RECORDS FOR THE EXERCISE Start Marker

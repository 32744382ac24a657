//! ML Model Registry
//!
//! A REST service for tracking ML model metadata:
//! - Model registration, search, and metadata updates
//! - Deployment lifecycle with enforced status transitions
//! - Version history per model
//! - Registry-wide statistics

pub mod api;
pub mod cli;
pub mod config;
pub mod domain;
pub mod infrastructure;

pub use config::AppConfig;

use std::sync::Arc;

use tracing::info;

use api::state::{AppState, RegistryServiceTrait, StatsServiceTrait};
use domain::{Model, ModelVersion};
use infrastructure::services::{RegistryService, StatsService};
use infrastructure::storage::{PostgresConfig, StorageFactory, StorageType};

/// Table holding model documents when the postgres backend is used
const MODELS_TABLE: &str = "models";

/// Table holding version documents when the postgres backend is used
const VERSIONS_TABLE: &str = "model_versions";

/// Create the application state with default configuration
pub async fn create_app_state() -> anyhow::Result<AppState> {
    create_app_state_with_config(&AppConfig::default()).await
}

/// Create the application state with custom configuration
pub async fn create_app_state_with_config(config: &AppConfig) -> anyhow::Result<AppState> {
    let storage_backend =
        StorageType::from_str(&config.storage.backend).unwrap_or(StorageType::InMemory);

    info!("Storage backend: {:?}", storage_backend);

    let (registry_service, stats_service): (
        Arc<dyn RegistryServiceTrait>,
        Arc<dyn StatsServiceTrait>,
    ) = match storage_backend {
        StorageType::Postgres => {
            let database_url = config
                .storage
                .database_url
                .clone()
                .or_else(|| std::env::var("DATABASE_URL").ok())
                .ok_or_else(|| {
                    anyhow::anyhow!("database_url is required for the postgres backend")
                })?;

            let pg_config = PostgresConfig::new(database_url);

            let models =
                StorageFactory::create_postgres::<Model>(&pg_config, MODELS_TABLE).await?;
            let versions =
                StorageFactory::create_postgres::<ModelVersion>(&pg_config, VERSIONS_TABLE)
                    .await?;

            (
                Arc::new(RegistryService::new(models.clone(), versions)),
                Arc::new(StatsService::new(models)),
            )
        }
        StorageType::InMemory => {
            let models = StorageFactory::create_in_memory::<Model>();
            let versions = StorageFactory::create_in_memory::<ModelVersion>();

            (
                Arc::new(RegistryService::new(models.clone(), versions)),
                Arc::new(StatsService::new(models)),
            )
        }
    };

    Ok(AppState::new(registry_service, stats_service))
}
//! Application state for shared services

use std::sync::Arc;

use crate::domain::storage::Storage;
use crate::domain::{
    DeploymentStatus, DomainError, Model, ModelFilter, ModelPage, ModelVersion,
};
use crate::infrastructure::services::{
    AddVersionRequest, DashboardStats, RegisterModelRequest, RegistryService, StatsService,
    UpdateModelRequest,
};

/// Application state containing shared services using dynamic dispatch
#[derive(Clone)]
pub struct AppState {
    pub registry_service: Arc<dyn RegistryServiceTrait>,
    pub stats_service: Arc<dyn StatsServiceTrait>,
}

/// Trait for registry service operations
#[async_trait::async_trait]
pub trait RegistryServiceTrait: Send + Sync {
    async fn register(&self, request: RegisterModelRequest) -> Result<Model, DomainError>;
    async fn get(&self, id: &str) -> Result<Option<Model>, DomainError>;
    async fn list(&self, filter: &ModelFilter) -> Result<ModelPage, DomainError>;
    async fn update_metadata(
        &self,
        id: &str,
        request: UpdateModelRequest,
    ) -> Result<Model, DomainError>;
    async fn delete(&self, id: &str) -> Result<bool, DomainError>;
    async fn deploy(&self, id: &str, target: DeploymentStatus) -> Result<Model, DomainError>;
    async fn add_version(
        &self,
        id: &str,
        request: AddVersionRequest,
    ) -> Result<ModelVersion, DomainError>;
    async fn list_versions(&self, id: &str) -> Result<Vec<ModelVersion>, DomainError>;
}

/// Trait for stats service operations
#[async_trait::async_trait]
pub trait StatsServiceTrait: Send + Sync {
    async fn get_stats(&self) -> Result<DashboardStats, DomainError>;
}

#[async_trait::async_trait]
impl<M, V> RegistryServiceTrait for RegistryService<M, V>
where
    M: Storage<Model> + 'static,
    V: Storage<ModelVersion> + 'static,
{
    async fn register(&self, request: RegisterModelRequest) -> Result<Model, DomainError> {
        RegistryService::register(self, request).await
    }

    async fn get(&self, id: &str) -> Result<Option<Model>, DomainError> {
        RegistryService::get(self, id).await
    }

    async fn list(&self, filter: &ModelFilter) -> Result<ModelPage, DomainError> {
        RegistryService::list(self, filter).await
    }

    async fn update_metadata(
        &self,
        id: &str,
        request: UpdateModelRequest,
    ) -> Result<Model, DomainError> {
        RegistryService::update_metadata(self, id, request).await
    }

    async fn delete(&self, id: &str) -> Result<bool, DomainError> {
        RegistryService::delete(self, id).await
    }

    async fn deploy(&self, id: &str, target: DeploymentStatus) -> Result<Model, DomainError> {
        RegistryService::deploy(self, id, target).await
    }

    async fn add_version(
        &self,
        id: &str,
        request: AddVersionRequest,
    ) -> Result<ModelVersion, DomainError> {
        RegistryService::add_version(self, id, request).await
    }

    async fn list_versions(&self, id: &str) -> Result<Vec<ModelVersion>, DomainError> {
        RegistryService::list_versions(self, id).await
    }
}

#[async_trait::async_trait]
impl<M> StatsServiceTrait for StatsService<M>
where
    M: Storage<Model> + 'static,
{
    async fn get_stats(&self) -> Result<DashboardStats, DomainError> {
        StatsService::get_stats(self).await
    }
}

impl AppState {
    /// Create new application state with provided services
    pub fn new(
        registry_service: Arc<dyn RegistryServiceTrait>,
        stats_service: Arc<dyn StatsServiceTrait>,
    ) -> Self {
        Self {
            registry_service,
            stats_service,
        }
    }
}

RECORDS FOR THE EXERCISE End Marker

# WHAT TO PRODUCE:
Would you restate exactly the lines of the material above, from its opening line through the line with "pub mod infrastructure;", and output only those?

# SOLUTION TO THIS PROBLEM:
repository 32744382ac24a657
//! ML Model Registry
//!
//! A REST service for tracking ML model metadata:
//! - Model registration, search, and metadata updates
//! - Deployment lifecycle with enforced status transitions
//! - Version history per model
//! - Registry-wide statistics

pub mod api;
pub mod cli;
pub mod config;
pub mod domain;
pub mod infrastructure;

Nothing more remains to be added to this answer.